Tay Gavin Erickson Lecture Series—Dr. Wolf's current research focuses on restoration of upper extremity function following stroke. His research team is conducting an NIH-funded randomized national clinical trial (EXCITE, the Extremity Constraint-Induced Therapy Evaluation) to explore the effect of constraint-induced movement therapy of the hemiplegic upper extremity on recovery of movement function among patients who have sustained a stroke.

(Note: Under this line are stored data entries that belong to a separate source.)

pub mod fragpipe_io;
pub mod maxquant_io;
pub mod native_io;
pub mod pd_io;
pub mod peaks_io;

use crate::errors::{
    PepsiftError,
    Result,
};
use crate::models::DistinctPeptides;
use serde::Serialize;
use std::collections::HashSet;
use std::path::Path;
use tracing::{
    debug,
    warn,
};

/// The supported identification sources. Selected explicitly by the caller
/// or via [`sniff_format`]; every variant has exactly one loader.
#[derive(Debug, Clone, Copy, Serialize, PartialEq, Eq)]
pub enum SourceFormat {
    MaxQuant,
    FragPipe,
    Peaks,
    ProteomeDiscoverer,
    Native,
}

impl SourceFormat {
    pub fn as_str(&self) -> &'static str {
        match self {
            SourceFormat::MaxQuant => "maxquant",
            SourceFormat::FragPipe => "fragpipe",
            SourceFormat::Peaks => "peaks",
            SourceFormat::ProteomeDiscoverer => "pd",
            SourceFormat::Native => "native",
        }
    }
}

fn read_headers(path: &Path, delimiter: u8) -> Result<Vec<String>> {
    let file = std::fs::File::open(path).map_err(|e| PepsiftError::io_at(e, path))?;
    let mut rdr = csv::ReaderBuilder::new()
        .delimiter(delimiter)
        .from_reader(file);
    Ok(rdr.headers()?.iter().map(|s| s.to_string()).collect())
}

/// Identify the source format of a results path from its shape: directories
/// are MaxQuant `txt/` layouts, `.xlsx` is Proteome Discoverer, and tabular
/// files are distinguished by their header columns.
pub fn sniff_format<T: AsRef<Path>>(path: T) -> Result<SourceFormat> {
    let path = path.as_ref();
    if path.is_dir() {
        return Ok(SourceFormat::MaxQuant);
    }
    if path.extension().and_then(|x| x.to_str()) == Some("xlsx") {
        return Ok(SourceFormat::ProteomeDiscoverer);
    }

    let tab_headers = read_headers(path, b'\t')?;
    let has = |headers: &[String], col: &str| headers.iter().any(|h| h == col);
    if has(&tab_headers, "Reverse") && has(&tab_headers, "Raw file") {
        return Ok(SourceFormat::MaxQuant);
    }
    if has(&tab_headers, "Spectrum") && has(&tab_headers, "Peptide") {
        return Ok(SourceFormat::FragPipe);
    }

    let comma_headers = read_headers(path, b',')?;
    if has(&comma_headers, "clean_sequence") && has(&comma_headers, "is_decoy") {
        return Ok(SourceFormat::Native);
    }
    if has(&comma_headers, "Peptide") {
        return Ok(SourceFormat::Peaks);
    }

    debug!(
        "No format matched headers {:?} / {:?}",
        tab_headers, comma_headers
    );
    Err(PepsiftError::UnrecognizedFormat {
        path: path.to_path_buf(),
    })
}

/// Dispatch to the loader for `format` and return the distinct canonical
/// peptide set.
///
/// The raw-file restriction only exists where the schema carries a raw-file
/// column (MaxQuant); for the other formats it is ignored with a warning.
pub fn read_distinct_peptides<T: AsRef<Path>>(
    format: SourceFormat,
    path: T,
    files: Option<&HashSet<String>>,
) -> Result<DistinctPeptides> {
    if files.is_some() && format != SourceFormat::MaxQuant {
        warn!(
            "Raw-file restriction is not supported for {} input; ignoring it",
            format.as_str()
        );
    }
    match format {
        SourceFormat::MaxQuant => {
            if path.as_ref().is_dir() {
                maxquant_io::read_maxquant_txt_dir(path)
            } else {
                maxquant_io::read_maxquant_peptides(path, files)
            }
        }
        SourceFormat::FragPipe => fragpipe_io::read_fragpipe_peptides(path),
        SourceFormat::Peaks => peaks_io::read_peaks_peptides(path),
        SourceFormat::ProteomeDiscoverer => pd_io::read_pd_peptides(path),
        SourceFormat::Native => native_io::read_native_peptides(path),
    }
}

#[cfg(test)]
mod tests {
    use super::*;
    use std::path::PathBuf;

    fn fixture(dir: &str, name: &str) -> PathBuf {
        PathBuf::from(env!("CARGO_MANIFEST_DIR"))
            .join("tests")
            .join(dir)
            .join(name)
    }

    #[test]
    fn test_sniff_known_formats() {
        assert_eq!(
            sniff_format(fixture("maxquant_io_files", "msms.txt")).unwrap(),
            SourceFormat::MaxQuant
        );
        assert_eq!(
            sniff_format(fixture("maxquant_io_files", "txt_msms")).unwrap(),
            SourceFormat::MaxQuant
        );
        assert_eq!(
            sniff_format(fixture("fragpipe_io_files", "psm.tsv")).unwrap(),
            SourceFormat::FragPipe
        );
        assert_eq!(
            sniff_format(fixture("peaks_io_files", "peptides.csv")).unwrap(),
            SourceFormat::Peaks
        );
        assert_eq!(
            sniff_format(fixture("native_io_files", "results.csv")).unwrap(),
            SourceFormat::Native
        );
        assert_eq!(
            sniff_format(fixture("pd_io_files", "peptides.xlsx")).unwrap(),
            SourceFormat::ProteomeDiscoverer
        );
    }

    #[test]
    fn test_sniff_unrecognized_format() {
        let path = std::env::temp_dir().join("pepsift_unknown_table.tsv");
        std::fs::write(&path, "a\tb\n1\t2\n").unwrap();
        let err = sniff_format(&path).unwrap_err();
        assert!(matches!(err, PepsiftError::UnrecognizedFormat { .. }));
        std::fs::remove_file(&path).unwrap();
    }

    #[test]
    fn test_dispatch_matches_direct_loader() {
        let direct =
            fragpipe_io::read_fragpipe_peptides(fixture("fragpipe_io_files", "psm.tsv")).unwrap();
        let dispatched = read_distinct_peptides(
            SourceFormat::FragPipe,
            fixture("fragpipe_io_files", "psm.tsv"),
            None,
        )
        .unwrap();
        assert_eq!(direct.peptides, dispatched.peptides);
        assert_eq!(direct.rows_kept, dispatched.rows_kept);
    }
}
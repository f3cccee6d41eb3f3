mod decoy;
mod peptides;
mod psm;

pub use decoy::{
    DECOY_PROTEIN_MARKER,
    REVERSE_FLAG_SENTINEL,
    TargetDecoy,
};
pub use peptides::DistinctPeptides;
pub use psm::FragpipePsm;
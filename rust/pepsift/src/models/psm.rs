use serde::Serialize;

/// A FragPipe PSM that survived decoy filtering, with the scan number and
/// raw-file name already pulled out of the structured spectrum identifiers.
#[derive(Debug, Clone, Serialize, PartialEq)]
pub struct FragpipePsm {
    pub spectrum: String,
    pub spectrum_file: String,
    pub peptide: String,
    /// Canonical form of `peptide` (I/L merged, tags stripped).
    pub clean_peptide: String,
    pub protein: String,
    /// Second dot-separated segment of `spectrum`.
    pub scan_number: u32,
    /// Segment of `spectrum_file` between the first hyphen and the next dot.
    pub raw_file: String,
}
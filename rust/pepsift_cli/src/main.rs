mod cli;
mod errors;

use clap::Parser;
use cli::Cli;
use pepsift::{
    read_distinct_peptides,
    sniff_format,
};
use std::collections::HashSet;
use std::io::Write;
use tracing::info;
use tracing::level_filters::LevelFilter;
use tracing_subscriber::EnvFilter;

fn main() -> std::result::Result<(), errors::CliError> {
    // Initialize logging
    tracing_subscriber::fmt()
        .with_env_filter(
            EnvFilter::builder()
                .with_default_directive(LevelFilter::INFO.into())
                .from_env_lossy(),
        ) // This uses RUST_LOG environment variable
        .init();

    // Parse command line arguments
    let args = Cli::parse();

    let format = match args.format {
        Some(f) => f.into(),
        None => sniff_format(&args.input)?,
    };
    info!("Reading {} as {}", args.input.display(), format.as_str());

    let files: Option<HashSet<String>> = if args.raw_file.is_empty() {
        None
    } else {
        Some(args.raw_file.iter().cloned().collect())
    };

    let peptides = read_distinct_peptides(format, &args.input, files.as_ref())?;
    info!(
        "{} distinct peptides ({} rows kept of {} read)",
        peptides.len(),
        peptides.rows_kept,
        peptides.rows_read,
    );

    let mut sorted: Vec<&str> = peptides.iter().collect();
    sorted.sort_unstable();

    match args.output {
        Some(path) => {
            let mut file = std::fs::File::create(&path).map_err(|e| errors::CliError::Io {
                source: e.to_string(),
                path: Some(path.to_string_lossy().to_string()),
            })?;
            for peptide in &sorted {
                writeln!(file, "{}", peptide).map_err(|e| errors::CliError::Io {
                    source: e.to_string(),
                    path: Some(path.to_string_lossy().to_string()),
                })?;
            }
            info!("Wrote {} peptides to {}", sorted.len(), path.display());
        }
        None => {
            let stdout = std::io::stdout();
            let mut handle = stdout.lock();
            for peptide in &sorted {
                writeln!(handle, "{}", peptide).map_err(|e| errors::CliError::Io {
                    source: e.to_string(),
                    path: None,
                })?;
            }
        }
    }

    Ok(())
}
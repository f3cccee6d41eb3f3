use std::path::PathBuf;

/// Structural problems with a results directory (the MaxQuant `txt/`
/// layout): the loader expects exactly one known results file.
#[derive(Debug)]
pub enum ResultsDirError {
    NoResultsFile {
        dir: PathBuf,
    },
    MultipleResultsFiles {
        dir: PathBuf,
        found: Vec<PathBuf>,
    },
    UnrecognizedResultsFile {
        path: PathBuf,
    },
}

/// Malformed structured spectrum identifiers in FragPipe output.
///
/// These indicate a precondition violation on trusted local input, so they
/// propagate instead of being tolerated.
#[derive(Debug)]
pub enum SpectrumIdError {
    MissingScanSegment {
        spectrum: String,
    },
    ScanNotAnInteger {
        spectrum: String,
        source: std::num::ParseIntError,
    },
    MalformedSpectrumFile {
        spectrum_file: String,
    },
}

#[derive(Debug)]
pub enum PepsiftError {
    Io {
        source: std::io::Error,
        path: Option<PathBuf>,
    },
    Csv(csv::Error),
    Xlsx(calamine::XlsxError),
    MissingColumn {
        column: &'static str,
        path: PathBuf,
    },
    UnrecognizedFormat {
        path: PathBuf,
    },
    ResultsDir(ResultsDirError),
    SpectrumId(SpectrumIdError),
    ParseError {
        msg: String,
    },
}

impl std::fmt::Display for PepsiftError {
    fn fmt(&self, f: &mut std::fmt::Formatter<'_>) -> std::fmt::Result {
        write!(f, "{:?}", self)
    }
}

pub type Result<T> = std::result::Result<T, PepsiftError>;

impl From<std::io::Error> for PepsiftError {
    fn from(x: std::io::Error) -> Self {
        Self::Io {
            source: x,
            path: None,
        }
    }
}

impl From<csv::Error> for PepsiftError {
    fn from(x: csv::Error) -> Self {
        Self::Csv(x)
    }
}

impl From<calamine::XlsxError> for PepsiftError {
    fn from(x: calamine::XlsxError) -> Self {
        Self::Xlsx(x)
    }
}

impl From<std::num::ParseIntError> for PepsiftError {
    fn from(x: std::num::ParseIntError) -> Self {
        Self::ParseError { msg: x.to_string() }
    }
}

impl From<ResultsDirError> for PepsiftError {
    fn from(x: ResultsDirError) -> Self {
        Self::ResultsDir(x)
    }
}

impl From<SpectrumIdError> for PepsiftError {
    fn from(x: SpectrumIdError) -> Self {
        Self::SpectrumId(x)
    }
}

impl PepsiftError {
    pub fn io_at(source: std::io::Error, path: impl Into<PathBuf>) -> Self {
        Self::Io {
            source,
            path: Some(path.into()),
        }
    }
}
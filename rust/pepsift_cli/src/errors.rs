#[derive(Debug)]
pub enum CliError {
    Io {
        source: String,
        path: Option<String>,
    },
    DataReading {
        source: String,
    },
}

impl std::fmt::Display for CliError {
    fn fmt(&self, f: &mut std::fmt::Formatter<'_>) -> std::fmt::Result {
        match self {
            CliError::Io { source, path } => {
                if let Some(path) = path {
                    write!(f, "Error reading file {}: {}", path, source)
                } else {
                    write!(f, "Error reading file: {}", source)
                }
            }
            CliError::DataReading { source } => write!(f, "Error reading data: {}", source),
        }
    }
}

impl From<pepsift::PepsiftError> for CliError {
    fn from(e: pepsift::PepsiftError) -> Self {
        CliError::DataReading {
            source: format!("{:?}", e),
        }
    }
}
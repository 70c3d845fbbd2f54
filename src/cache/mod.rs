//! 对象缓存抽象
//!
//! 认证中间件按令牌缓存已认证的档案，避免每个请求都打到数据库。
//! 后端以插件形式注册（moka 内存缓存 / redis），启动时按配置选择，
//! Redis 不可用时回退到内存缓存。

pub mod object_cache;
pub mod register;

use async_trait::async_trait;

/// 缓存查询结果
///
/// ExistsButNoValue 表示后端暂时不可用（连接失败等），
/// 调用方应当回源而不是当作未命中缓存处理。
pub enum CacheResult<T> {
    Found(T),
    NotFound,
    ExistsButNoValue,
}

#[async_trait]
pub trait ObjectCache: Send + Sync {
    async fn get_raw(&self, key: &str) -> CacheResult<String>;

    /// ttl 为 0 时使用后端的默认 TTL
    async fn insert_raw(&self, key: String, value: String, ttl: u64);

    async fn remove(&self, key: &str);

    async fn invalidate_all(&self);
}

/// 注册一个对象缓存插件
///
/// 在模块里声明一次，ctor 会在 main 之前把构造器注册进全局注册表。
#[macro_export]
macro_rules! declare_object_cache_plugin {
    ($name:expr, $cache_type:ty) => {
        ::paste::paste! {
            #[ctor::ctor]
            fn [<__register_object_cache_ $cache_type:snake>]() {
                $crate::cache::register::register_object_cache_plugin(
                    $name,
                    std::sync::Arc::new(|| {
                        Box::pin(async {
                            let cache = <$cache_type>::new()
                                .map_err($crate::errors::VocademyError::cache_connection)?;
                            Ok(Box::new(cache) as Box<dyn $crate::cache::ObjectCache>)
                        })
                            as $crate::cache::register::BoxedObjectCacheFuture
                    }),
                );
            }
        }
    };
}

Further areas of Dr. Wolf's research include: biomechanical changes in upper extremity motor control following stroke; the effects of direct motor cortical stimulation and intense upper extremity therapy on functional improvement among patients with stroke; the mechanisms underlying possible massed practice cortical reorganization using constraint-induced therapy; changes in behavior among patients and their caregivers when exposed to functionally-based therapeutic interventions; and the effects of robotic assistance on procurement of upper extremity function among patients with stroke.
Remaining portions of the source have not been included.